● Task input
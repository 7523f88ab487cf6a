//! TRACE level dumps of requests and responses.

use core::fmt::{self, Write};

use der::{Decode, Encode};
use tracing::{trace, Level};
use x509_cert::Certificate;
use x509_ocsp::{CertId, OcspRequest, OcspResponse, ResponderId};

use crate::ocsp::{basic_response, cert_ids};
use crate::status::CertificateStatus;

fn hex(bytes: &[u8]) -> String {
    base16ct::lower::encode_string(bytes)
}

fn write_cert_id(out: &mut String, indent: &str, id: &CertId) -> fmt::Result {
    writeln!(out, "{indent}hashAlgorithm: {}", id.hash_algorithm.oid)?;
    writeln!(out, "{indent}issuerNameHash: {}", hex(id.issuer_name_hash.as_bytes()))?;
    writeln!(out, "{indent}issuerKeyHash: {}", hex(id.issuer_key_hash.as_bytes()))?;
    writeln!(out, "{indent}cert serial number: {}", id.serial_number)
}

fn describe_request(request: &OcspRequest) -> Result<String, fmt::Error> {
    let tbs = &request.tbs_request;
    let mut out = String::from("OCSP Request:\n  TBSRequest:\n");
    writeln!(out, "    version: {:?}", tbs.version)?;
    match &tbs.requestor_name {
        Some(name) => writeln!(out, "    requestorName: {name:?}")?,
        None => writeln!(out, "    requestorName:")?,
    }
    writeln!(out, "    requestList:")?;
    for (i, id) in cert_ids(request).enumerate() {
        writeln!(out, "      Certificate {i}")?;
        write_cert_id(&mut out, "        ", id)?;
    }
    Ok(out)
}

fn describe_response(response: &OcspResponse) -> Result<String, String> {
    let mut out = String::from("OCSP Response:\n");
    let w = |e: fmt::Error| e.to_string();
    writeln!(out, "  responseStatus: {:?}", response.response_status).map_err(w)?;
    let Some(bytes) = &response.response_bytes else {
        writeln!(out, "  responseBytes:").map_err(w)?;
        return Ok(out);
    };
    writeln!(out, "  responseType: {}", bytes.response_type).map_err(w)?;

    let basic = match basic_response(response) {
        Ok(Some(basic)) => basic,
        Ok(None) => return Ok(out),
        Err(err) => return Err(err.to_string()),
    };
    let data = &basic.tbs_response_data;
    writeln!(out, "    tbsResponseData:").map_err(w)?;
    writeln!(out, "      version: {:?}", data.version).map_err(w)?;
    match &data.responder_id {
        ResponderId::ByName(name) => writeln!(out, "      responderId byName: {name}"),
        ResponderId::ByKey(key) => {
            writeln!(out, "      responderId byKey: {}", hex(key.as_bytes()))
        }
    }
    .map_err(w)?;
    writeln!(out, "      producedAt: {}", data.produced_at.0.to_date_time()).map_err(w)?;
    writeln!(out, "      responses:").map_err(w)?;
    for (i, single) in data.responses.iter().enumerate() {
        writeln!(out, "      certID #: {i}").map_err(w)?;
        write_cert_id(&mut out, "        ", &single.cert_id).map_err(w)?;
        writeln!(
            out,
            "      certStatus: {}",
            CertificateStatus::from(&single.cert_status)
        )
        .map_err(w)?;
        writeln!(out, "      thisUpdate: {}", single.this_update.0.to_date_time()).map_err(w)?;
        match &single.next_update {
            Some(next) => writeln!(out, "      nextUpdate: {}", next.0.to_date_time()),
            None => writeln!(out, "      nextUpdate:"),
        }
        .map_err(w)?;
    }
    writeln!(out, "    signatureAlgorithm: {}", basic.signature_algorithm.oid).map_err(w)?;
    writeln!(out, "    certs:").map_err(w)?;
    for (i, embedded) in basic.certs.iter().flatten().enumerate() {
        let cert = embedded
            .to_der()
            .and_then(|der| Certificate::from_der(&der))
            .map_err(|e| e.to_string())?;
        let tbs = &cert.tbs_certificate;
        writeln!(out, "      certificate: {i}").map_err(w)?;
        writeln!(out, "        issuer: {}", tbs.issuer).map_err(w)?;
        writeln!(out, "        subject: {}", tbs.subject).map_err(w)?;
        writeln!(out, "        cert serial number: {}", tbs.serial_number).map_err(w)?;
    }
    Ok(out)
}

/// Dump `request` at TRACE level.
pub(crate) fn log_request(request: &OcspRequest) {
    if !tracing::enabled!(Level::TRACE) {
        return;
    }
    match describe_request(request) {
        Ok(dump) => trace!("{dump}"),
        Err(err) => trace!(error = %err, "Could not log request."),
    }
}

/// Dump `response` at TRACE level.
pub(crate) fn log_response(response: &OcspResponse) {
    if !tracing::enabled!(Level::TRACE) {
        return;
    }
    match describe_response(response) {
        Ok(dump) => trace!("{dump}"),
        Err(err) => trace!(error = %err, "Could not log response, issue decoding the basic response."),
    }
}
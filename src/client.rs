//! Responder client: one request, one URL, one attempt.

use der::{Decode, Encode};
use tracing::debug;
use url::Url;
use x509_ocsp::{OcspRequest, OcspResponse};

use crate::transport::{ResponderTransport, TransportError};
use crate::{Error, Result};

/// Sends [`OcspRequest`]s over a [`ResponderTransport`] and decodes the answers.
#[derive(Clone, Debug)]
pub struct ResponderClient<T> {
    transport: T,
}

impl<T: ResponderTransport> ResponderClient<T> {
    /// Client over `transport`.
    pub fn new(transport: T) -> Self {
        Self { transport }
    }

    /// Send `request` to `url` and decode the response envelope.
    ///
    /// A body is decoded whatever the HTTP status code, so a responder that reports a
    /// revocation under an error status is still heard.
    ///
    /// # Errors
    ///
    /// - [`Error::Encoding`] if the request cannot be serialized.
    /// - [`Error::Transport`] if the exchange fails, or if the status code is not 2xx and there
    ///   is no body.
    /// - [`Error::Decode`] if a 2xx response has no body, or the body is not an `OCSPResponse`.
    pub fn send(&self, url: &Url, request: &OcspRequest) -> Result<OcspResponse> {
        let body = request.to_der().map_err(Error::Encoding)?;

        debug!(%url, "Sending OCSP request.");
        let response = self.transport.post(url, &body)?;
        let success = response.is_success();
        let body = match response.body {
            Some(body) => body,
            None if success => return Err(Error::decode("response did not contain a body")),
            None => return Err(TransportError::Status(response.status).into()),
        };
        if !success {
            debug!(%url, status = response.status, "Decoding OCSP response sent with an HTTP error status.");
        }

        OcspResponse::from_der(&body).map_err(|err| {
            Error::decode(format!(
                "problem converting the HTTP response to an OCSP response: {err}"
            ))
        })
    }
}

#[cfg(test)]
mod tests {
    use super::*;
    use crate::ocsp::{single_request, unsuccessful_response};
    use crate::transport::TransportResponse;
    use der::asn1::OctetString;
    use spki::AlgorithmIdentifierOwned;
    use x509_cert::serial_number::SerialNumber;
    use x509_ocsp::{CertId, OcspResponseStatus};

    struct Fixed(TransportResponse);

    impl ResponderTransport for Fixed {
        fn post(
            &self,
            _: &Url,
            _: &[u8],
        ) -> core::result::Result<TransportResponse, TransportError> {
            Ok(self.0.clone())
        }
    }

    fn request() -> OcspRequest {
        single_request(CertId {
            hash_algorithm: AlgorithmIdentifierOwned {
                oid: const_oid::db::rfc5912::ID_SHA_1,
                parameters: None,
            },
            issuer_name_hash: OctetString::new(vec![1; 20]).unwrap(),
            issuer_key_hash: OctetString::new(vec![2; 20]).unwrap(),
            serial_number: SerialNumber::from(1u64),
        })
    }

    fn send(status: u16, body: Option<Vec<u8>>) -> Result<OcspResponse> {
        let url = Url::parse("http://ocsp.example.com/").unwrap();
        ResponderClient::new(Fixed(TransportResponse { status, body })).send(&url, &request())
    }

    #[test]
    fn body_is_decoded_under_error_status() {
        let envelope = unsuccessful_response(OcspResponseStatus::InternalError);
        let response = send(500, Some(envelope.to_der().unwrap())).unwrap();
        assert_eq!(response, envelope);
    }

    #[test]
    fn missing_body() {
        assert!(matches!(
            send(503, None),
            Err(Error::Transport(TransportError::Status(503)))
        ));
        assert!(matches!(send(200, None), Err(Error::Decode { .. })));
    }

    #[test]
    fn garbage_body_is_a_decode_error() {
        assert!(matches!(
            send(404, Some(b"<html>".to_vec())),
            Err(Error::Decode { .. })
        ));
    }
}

---

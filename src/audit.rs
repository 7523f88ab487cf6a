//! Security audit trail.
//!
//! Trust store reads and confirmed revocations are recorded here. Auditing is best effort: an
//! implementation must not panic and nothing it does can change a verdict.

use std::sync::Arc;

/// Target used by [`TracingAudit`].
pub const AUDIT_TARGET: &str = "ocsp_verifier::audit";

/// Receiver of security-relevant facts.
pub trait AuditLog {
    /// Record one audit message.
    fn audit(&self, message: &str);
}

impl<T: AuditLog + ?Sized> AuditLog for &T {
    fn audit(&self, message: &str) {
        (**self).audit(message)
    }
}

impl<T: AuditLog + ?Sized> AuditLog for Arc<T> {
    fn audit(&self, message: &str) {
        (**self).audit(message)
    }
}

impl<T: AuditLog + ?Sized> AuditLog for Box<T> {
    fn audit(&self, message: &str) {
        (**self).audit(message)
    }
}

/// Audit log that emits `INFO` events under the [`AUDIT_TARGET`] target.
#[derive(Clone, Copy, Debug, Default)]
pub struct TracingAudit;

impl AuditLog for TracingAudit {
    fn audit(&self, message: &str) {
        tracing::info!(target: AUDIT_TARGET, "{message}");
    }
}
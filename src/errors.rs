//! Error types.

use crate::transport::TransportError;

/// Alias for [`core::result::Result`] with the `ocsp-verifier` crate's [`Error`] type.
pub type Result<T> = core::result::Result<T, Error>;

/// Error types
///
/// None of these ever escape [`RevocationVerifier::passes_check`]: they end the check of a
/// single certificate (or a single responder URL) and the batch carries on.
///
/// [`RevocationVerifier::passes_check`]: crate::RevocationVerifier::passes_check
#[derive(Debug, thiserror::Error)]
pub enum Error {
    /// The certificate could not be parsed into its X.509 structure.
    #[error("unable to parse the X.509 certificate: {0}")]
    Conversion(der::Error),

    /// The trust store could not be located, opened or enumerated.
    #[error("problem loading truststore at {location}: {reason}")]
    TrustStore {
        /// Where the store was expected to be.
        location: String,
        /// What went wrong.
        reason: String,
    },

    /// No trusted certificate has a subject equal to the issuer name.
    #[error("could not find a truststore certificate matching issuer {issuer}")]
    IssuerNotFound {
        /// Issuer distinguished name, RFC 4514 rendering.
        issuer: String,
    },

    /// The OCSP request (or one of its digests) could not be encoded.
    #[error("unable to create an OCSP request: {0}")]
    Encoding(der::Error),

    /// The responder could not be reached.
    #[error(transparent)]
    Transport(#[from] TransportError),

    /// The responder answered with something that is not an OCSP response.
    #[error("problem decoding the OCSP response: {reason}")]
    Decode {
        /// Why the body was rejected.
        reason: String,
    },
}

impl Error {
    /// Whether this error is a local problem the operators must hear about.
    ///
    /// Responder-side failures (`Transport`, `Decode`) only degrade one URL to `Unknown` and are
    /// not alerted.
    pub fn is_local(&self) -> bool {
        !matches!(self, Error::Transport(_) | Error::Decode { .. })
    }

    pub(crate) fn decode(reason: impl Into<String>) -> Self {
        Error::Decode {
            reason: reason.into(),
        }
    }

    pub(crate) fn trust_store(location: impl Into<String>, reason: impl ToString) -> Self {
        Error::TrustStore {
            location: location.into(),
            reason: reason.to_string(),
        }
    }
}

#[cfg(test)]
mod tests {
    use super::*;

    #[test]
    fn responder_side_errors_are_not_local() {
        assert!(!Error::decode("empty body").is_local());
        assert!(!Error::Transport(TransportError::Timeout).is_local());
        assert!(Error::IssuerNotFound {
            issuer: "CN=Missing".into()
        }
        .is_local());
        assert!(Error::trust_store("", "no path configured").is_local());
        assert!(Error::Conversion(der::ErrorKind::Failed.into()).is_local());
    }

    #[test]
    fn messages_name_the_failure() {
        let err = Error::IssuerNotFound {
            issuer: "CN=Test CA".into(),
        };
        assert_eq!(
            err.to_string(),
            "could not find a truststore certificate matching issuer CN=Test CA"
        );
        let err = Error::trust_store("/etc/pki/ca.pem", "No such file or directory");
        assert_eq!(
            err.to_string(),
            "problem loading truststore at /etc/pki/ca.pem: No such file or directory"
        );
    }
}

● Aim of the exercise
Take the entries above and return only the lines from the one with "pub fn send(&self, url: &Url, request: &OcspRequest)" to the one with "use crate::transport::TransportResponse;", both included, unchanged.

● Solution
    pub fn send(&self, url: &Url, request: &OcspRequest) -> Result<OcspResponse> {
        let body = request.to_der().map_err(Error::Encoding)?;

        debug!(%url, "Sending OCSP request.");
        let response = self.transport.post(url, &body)?;
        let success = response.is_success();
        let body = match response.body {
            Some(body) => body,
            None if success => return Err(Error::decode("response did not contain a body")),
            None => return Err(TransportError::Status(response.status).into()),
        };
        if !success {
            debug!(%url, status = response.status, "Decoding OCSP response sent with an HTTP error status.");
        }

        OcspResponse::from_der(&body).map_err(|err| {
            Error::decode(format!(
                "problem converting the HTTP response to an OCSP response: {err}"
            ))
        })
    }
}

#[cfg(test)]
mod tests {
    use super::*;
    use crate::ocsp::{single_request, unsuccessful_response};
    use crate::transport::TransportResponse;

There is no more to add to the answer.